Thompson v. Social Security Administration Commissioner
MEMORANDUM OPINION. Signed by Honorable Barry A. Bryant on September 26, 2011. (dmc)
IN THE UNITED STATES DISTRICT COURT
WESTERN DISTRICT OF ARKANSAS
HOT SPRINGS DIVISION
TOMMY D. THOMPSON
Civil No. 6:9-cv-06007
MICHAEL J. ASTRUE
Commissioner, Social Security Administration
Tommy Thompson (“Plaintiff”) brings this action pursuant to § 205(g) of Title II of the
Social Security Act (“The Act”), 42 U.S.C. § 405(g) (2006), seeking judicial review of a final
decision of the Commissioner of the Social Security Administration (“SSA”) denying his application
for Supplemental Security Income (“SSI”) and a period of disability under Title XVI of the Act.
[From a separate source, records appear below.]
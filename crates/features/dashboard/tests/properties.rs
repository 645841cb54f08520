use fmdash_dashboard::exchange::{export_configuration, import_configuration};
use fmdash_dashboard::resolver::{get_visible_items_for_section, is_item_visible};
use fmdash_dashboard::validator::validate;
use fmdash_domain::{ConfigurationDocument, Item, Section};
use proptest::prelude::*;
use serde_json::{Map, Value};

fn arb_json() -> impl Strategy<Value = Value> {
    let leaf = prop_oneof![
        Just(Value::Null),
        any::<bool>().prop_map(Value::Bool),
        any::<i64>().prop_map(Value::from),
        "[a-zA-Z ]{0,8}".prop_map(Value::String),
        Just(Value::String("sections".into())),
        Just(Value::String("isVisible".into())),
    ];
    leaf.prop_recursive(4, 48, 6, |inner| {
        let key = prop_oneof![
            Just("sections".to_owned()),
            Just("items".to_owned()),
            Just("name".to_owned()),
            Just("isVisible".to_owned()),
            "[a-z]{1,4}",
        ];
        prop_oneof![
            prop::collection::vec(inner.clone(), 0..6).prop_map(Value::Array),
            prop::collection::vec((key, inner), 0..6)
                .prop_map(|entries| Value::Object(entries.into_iter().collect::<Map<_, _>>())),
        ]
    })
}

fn arb_document() -> impl Strategy<Value = ConfigurationDocument> {
    let name = "[a-zA-Z][a-zA-Z0-9_]{0,10}";
    let item = (name, any::<bool>()).prop_map(|(name, visible)| Item::new(name, visible));
    let section = (name, prop::collection::vec(item, 0..8))
        .prop_map(|(name, items)| Section::new(name, items));
    prop::collection::vec(section, 0..6).prop_map(ConfigurationDocument::new)
}

proptest! {
    #[test]
    fn validator_is_total(value in arb_json()) {
        // Accepted values must also deserialize into a document.
        if validate(&value) {
            prop_assert!(serde_json::from_value::<ConfigurationDocument>(value).is_ok());
        }
    }

    #[test]
    fn import_never_panics(text in ".{0,64}") {
        let _ = import_configuration(&text);
    }

    #[test]
    fn export_import_round_trip(doc in arb_document()) {
        prop_assert_eq!(import_configuration(&export_configuration(&doc)), Some(doc));
    }

    #[test]
    fn visible_items_are_the_flagged_subsequence(doc in arb_document()) {
        for section in &doc.sections {
            let first = doc.section(&section.name).unwrap();
            let expected: Vec<&Item> = first.items.iter().filter(|item| item.is_visible).collect();
            prop_assert_eq!(get_visible_items_for_section(&doc, &section.name), expected);
        }
    }

    #[test]
    fn unknown_sections_are_never_visible(doc in arb_document(), item in "[a-z]{1,6}") {
        prop_assert!(!is_item_visible(&doc, "nonexistent-section", &item));
        prop_assert!(get_visible_items_for_section(&doc, "nonexistent-section").is_empty());
    }
}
The
parties have consented to the jurisdiction of a magistrate judge to conduct any and all proceedings
in this case, including conducting the trial, ordering the entry of a final judgment, and conducting
all post-judgment proceedings. ECF No. 4.1 Pursuant to this authority, the Court issues this
memorandum opinion and orders the entry of a final judgment in this matter.
Plaintiff filed his application for SSI on March 8, 2006. (Tr. 69-71). Plaintiff alleged he was
disabled due to neck and back pain. (Tr. 76). Plaintiff alleged an onset date of February 25, 2006.
(Tr. 76). This application was denied initially and again upon reconsideration. (Tr. 51-62, 64-66).
Thereafter, Plaintiff requested an administrative hearing on his application, and this hearing request
The docket numbers for this case are referenced by the designation “ECF No.” The transcript pages for this
case are referenced by the designation “Tr.”
was granted. (Tr. 31).
Plaintiff’s administrative hearing was held on August 28, 2007, in Hot Springs, Arkansas.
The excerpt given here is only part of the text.